To eliminate the possibility that TraIΔ252 was unable to support CDT due to an impact on either helicase activity or relaxase activity, the purified protein was evaluated in biochemical assays for both activities. The helicase activity of the protein was tested with a 93-bp partial duplex DNA substrate and an 851-bp partial duplex DNA substrate (Fig. 3). Helicase activity measured with a 93-bp partial duplex substrate was reduced slightly compared to the activity of the full-length protein at low protein concentrations. However, at higher protein concentrations, the activity of TraIΔ252 was virtually indistinguishable from that of full-length protein. Similarly, TraIΔ252-catalzyed helicase activity on the longer partial duplex substrate (851 bp) was reduced relative to that of full-length protein at low protein concentrations but was only slightly lower than that of full-length protein at higher protein concentrations. Importantly, the protein exhibits robust helicase activity on both substrates, suggesting the failure to complement in genetic assays is not due to a loss of DNA helicase activity.
FIG. 3.
DNA helicase activity of TraI and TraIΔ252. DNA unwinding assays using a 93-bp partial duplex substrate (A) or an 851-bp partial duplex substrate (B) were performed as described in Materials and Methods, using the indicated amount of TraI (•) or TraIΔ252 (○). Reaction mixtures were incubated for 10 min at 37°C, and the products were resolved on a native polyacrylamide gel. The fraction of the substrate unwound was calculated by the formula [(U − Bu)/(S − Bs + U − Bu)] × 100, where U represents the DNA in the product band, S represents DNA in the substrate band and Bu and Bs represent background levels of DNA at the position of the product (Bu) or the substrate (Bs) determined from reaction mixtures containing no protein that were either incubated as described above or incubated at 95°C for 5 min to denature the substrate.

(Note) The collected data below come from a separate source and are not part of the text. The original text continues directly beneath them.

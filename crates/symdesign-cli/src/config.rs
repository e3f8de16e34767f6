mod mission;
mod problem;

pub use mission::PartialMissionFile;
pub use problem::{LoadedProblem, PartialProblemFile, load_seed};

use crate::error::{CliError, Result};
use serde::de::DeserializeOwned;
use std::path::Path;
use tracing::debug;

fn read_toml<T: DeserializeOwned>(path: &Path) -> Result<T> {
    debug!("Loading configuration from file: {:?}", path);
    let content = std::fs::read_to_string(path)?;
    toml::from_str(&content).map_err(|e| CliError::FileParsing {
        path: path.to_path_buf(),
        source: e.into(),
    })
}
//! # Workflows Module
//!
//! High-level entry points that run the complete design-space exploration.
//!
//! ## Overview
//!
//! A workflow takes a prepared problem and solver settings, runs every solve phase in a fixed
//! order with progress reporting, and returns materialized design records.
//!
//! - **Exploration Workflow** ([`explore`]) - Seeding, residual minimization, tolerance and
//!   pareto pruning, refinement rounds and materialization
//! - **Design Sessions** ([`session`]) - A caller-owned store of in-progress designs, each
//!   holding its mission, constraints, bounds and latest results

pub mod explore;
pub mod session;
impl PartialProblemFile {
    pub fn from_file(path: &Path) -> Result<Self> {
        let mut file: Self = read_toml(path)?;
        file.base_dir = path.parent().map(Path::to_path_buf).unwrap_or_default();
        Ok(file)
    }

    /// Applies `-S` overrides and the CLI seed, then parses every expression.
    pub fn merge_with_cli(
        mut self,
        set_values: &[String],
        rng_seed: Option<u64>,
    ) -> Result<LoadedProblem> {
        self.apply_set_values(set_values)?;

        let mut solver = self.solver.take().unwrap_or_default();
        if rng_seed.is_some() {
            solver.rng_seed = rng_seed;
        }
        let config = solver.into_config()?;

        let mut registry = SurrogateRegistry::new();
        register_ocean_models(&mut registry);
        let parse_named = |name: &str, text: &str| {
            parse(text, &registry).map_err(|source| CliError::Expression {
                name: name.to_string(),
                source,
            })
        };

        let mut constraints = ConstraintSet::new();
        for (name, text) in &self.equations {
            let expr = parse_named(name, text)?;
            if !expr.is_relation() {
                return Err(CliError::Config(format!(
                    "Equation '{}' must be a relation using '=', '<=' or '>='",
                    name
                )));
            }
            constraints.add_equation(name.as_str(), expr)?;
        }
        for (name, text) in &self.derived {
            constraints.add_derived(name.as_str(), parse_named(name, text)?)?;
        }
        for (name, objective) in &self.objectives {
            let expr = parse_named(name, &objective.expression)?;
            constraints.add_objective(name.as_str(), expr, objective.direction)?;
        }

        let mut bounds = Bounds::new();
        let mut resolutions = Resolutions::new();
        for (name, unknown) in &self.unknowns {
            match (unknown.min, unknown.max) {
                (Some(min), Some(max)) => {
                    bounds.insert(name.clone(), (min, max));
                }
                (None, None) => debug!(unknown = %name, "Bounds left to the mission."),
                _ => {
                    return Err(CliError::Config(format!(
                        "Unknown '{}' must set both `min` and `max`, or neither",
                        name
                    )));
                }
            }
            resolutions.insert(name.clone(), unknown.resolution);
        }

        let mission = match &self.mission {
            Some(path) => {
                let path = self.base_dir.join(path);
                Some(PartialMissionFile::from_file(&path)?.into_mission()?)
            }
            None => None,
        };

        Ok(LoadedProblem {
            constraints,
            bounds,
            resolutions,
            config,
            mission,
        })
    }

    fn apply_set_values(&mut self, set_values: &[String]) -> Result<()> {
        if set_values.is_empty() {
            return Ok(());
        }
        for kv_pair in set_values {
            let parts: Vec<_> = kv_pair.splitn(2, '=').collect();
            if parts.len() != 2 {
                return Err(CliError::Config(format!(
                    "Invalid --set format: '{}'. Expected KEY=VALUE.",
                    kv_pair
                )));
            }
            let key = parts[0];
            let value_str = parts[1];
            let solver = self.solver.get_or_insert_with(Default::default);

            match key {
                "solver.sample-size" => solver.sample_size = Some(parse_value(key, value_str)?),
                "solver.mutation-count" => {
                    solver.mutation_count = Some(parse_value(key, value_str)?)
                }
                "solver.seed-multiplier" => {
                    solver.seed_multiplier = Some(parse_value(key, value_str)?)
                }
                "solver.mutation-multiplier" => {
                    solver.mutation_multiplier = Some(parse_value(key, value_str)?)
                }
                "solver.newton-iterations" => {
                    solver.newton_iterations = Some(parse_value(key, value_str)?)
                }
                "solver.newton-epsilon" => {
                    solver.newton_epsilon = Some(parse_value(key, value_str)?)
                }
                "solver.finite-difference-step" => {
                    solver.finite_difference_step = Some(parse_value(key, value_str)?)
                }
                "solver.initial-tolerance" => {
                    solver.initial_tolerance = Some(parse_value(key, value_str)?)
                }
                "solver.refinement-rounds" => {
                    solver.refinement_rounds = Some(parse_value(key, value_str)?)
                }
                "solver.loose-tolerance" => {
                    solver.loose_tolerance = Some(parse_value(key, value_str)?)
                }
                "solver.tight-tolerance" => {
                    solver.tight_tolerance = Some(parse_value(key, value_str)?)
                }
                "solver.tight-after-round" => {
                    solver.tight_after_round = Some(parse_value(key, value_str)?)
                }
                "solver.rng-seed" => solver.rng_seed = Some(parse_value(key, value_str)?),
                _ => {
                    return Err(CliError::Config(format!(
                        "Unsupported configuration key for --set: '{}'",
                        key
                    )));
                }
            }
        }
        Ok(())
    }
}

fn parse_value<T: FromStr>(key: &str, value_str: &str) -> Result<T> {
    value_str
        .trim()
        .parse()
        .map_err(|_| CliError::Config(format!("Invalid value for {}: {}", key, value_str)))
}

/// Loads a seed design from a flat TOML table of `name = value`, or from the first row of a
/// CSV design table.
pub fn load_seed(path: &Path) -> Result<DesignRecord> {
    let is_csv = path
        .extension()
        .is_some_and(|ext| ext.eq_ignore_ascii_case("csv"));
    if is_csv {
        return table::read_records(path)?.into_iter().next().ok_or_else(|| {
            CliError::Config(format!("Seed table {:?} has no design rows", path))
        });
    }
    let values: BTreeMap<String, f64> = read_toml(path)?;
    Ok(values.into_iter().collect())
}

The transesterase activity of the protein was also evaluated in a series of biochemical activity assays. Previous studies have shown that TraI catalyzes the “nicking” of a plasmid containing its cognate oriT sequence (7, 26, 33). This reaction is not a classical endonuclease cleavage reaction but rather a transesterification in which TraI becomes covalently attached to the 5′ end of the cleaved DNA strand via a phosphotyrosyl linkage. This reaction does not require the participation of the other components of the relaxosome (F-plasmid-encoded TraY protein and IHF), provided the reaction is done at low ionic strength. Under these conditions, the plasmid must be negatively supercoiled (26), with negative supercoiling introducing sufficient ssDNA character to the DNA to allow binding and transesterification by TraI.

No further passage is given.